Data entries
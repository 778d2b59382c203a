//! A single repeating task per timer.
//!
//! `Ticker::start` spawns at most one interval task; calling it again while
//! the task is alive does nothing. The callback decides whether to keep
//! going, and `stop` aborts the task from outside.

use std::sync::{Arc, Mutex, PoisonError};
use std::time::Duration;

use tokio::task::JoinHandle;
use tokio::time::{self, Instant};

/// Returned by a tick callback.
#[derive(Debug, Clone, Copy, PartialEq, Eq)]
pub enum TickFlow {
    Continue,
    Stop,
}

#[derive(Debug, Clone, Default)]
pub struct Ticker {
    handle: Arc<Mutex<Option<JoinHandle<()>>>>,
}

impl Ticker {
    pub fn new() -> Self {
        Self::default()
    }

    pub fn is_running(&self) -> bool {
        self.handle
            .lock()
            .unwrap_or_else(PoisonError::into_inner)
            .as_ref()
            .is_some_and(|h| !h.is_finished())
    }

    /// Start ticking every `period`, first tick one period from now.
    ///
    /// Returns `false` when a task was already running.
    /// Must be called from within a Tokio runtime.
    pub fn start<F>(&self, period: Duration, mut on_tick: F) -> bool
    where
        F: FnMut() -> TickFlow + Send + 'static,
    {
        let mut guard = self.handle.lock().unwrap_or_else(PoisonError::into_inner);
        if guard.as_ref().is_some_and(|h| !h.is_finished()) {
            return false;
        }

        let handle = tokio::spawn(async move {
            let mut interval = time::interval_at(Instant::now() + period, period);
            loop {
                interval.tick().await;
                if on_tick() == TickFlow::Stop {
                    break;
                }
            }
        });
        *guard = Some(handle);
        true
    }

    pub fn stop(&self) {
        if let Some(handle) = self
            .handle
            .lock()
            .unwrap_or_else(PoisonError::into_inner)
            .take()
        {
            handle.abort();
        }
    }
}

#[cfg(test)]
mod tests {
    use super::*;
    use std::sync::atomic::{AtomicU32, Ordering};

    #[tokio::test(start_paused = true)]
    async fn second_start_is_ignored() {
        let ticker = Ticker::new();
        let count = Arc::new(AtomicU32::new(0));

        let c = count.clone();
        assert!(ticker.start(Duration::from_secs(1), move || {
            c.fetch_add(1, Ordering::SeqCst);
            TickFlow::Continue
        }));
        let c = count.clone();
        assert!(!ticker.start(Duration::from_secs(1), move || {
            c.fetch_add(1, Ordering::SeqCst);
            TickFlow::Continue
        }));

        time::sleep(Duration::from_millis(5_500)).await;
        assert_eq!(count.load(Ordering::SeqCst), 5);

        ticker.stop();
        time::sleep(Duration::from_secs(3)).await;
        assert_eq!(count.load(Ordering::SeqCst), 5);
        assert!(!ticker.is_running());
    }

    #[tokio::test(start_paused = true)]
    async fn callback_can_stop_the_task() {
        let ticker = Ticker::new();
        let count = Arc::new(AtomicU32::new(0));
        let c = count.clone();
        ticker.start(Duration::from_secs(1), move || {
            if c.fetch_add(1, Ordering::SeqCst) == 2 {
                TickFlow::Stop
            } else {
                TickFlow::Continue
            }
        });

        time::sleep(Duration::from_secs(10)).await;
        assert_eq!(count.load(Ordering::SeqCst), 3);
        assert!(!ticker.is_running());

        // A finished task no longer blocks a fresh start.
        assert!(ticker.start(Duration::from_secs(1), || TickFlow::Stop));
    }
}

** What to work on **
Write down only how many lines of the entries above include the word "PoisonError".

** Your response **
4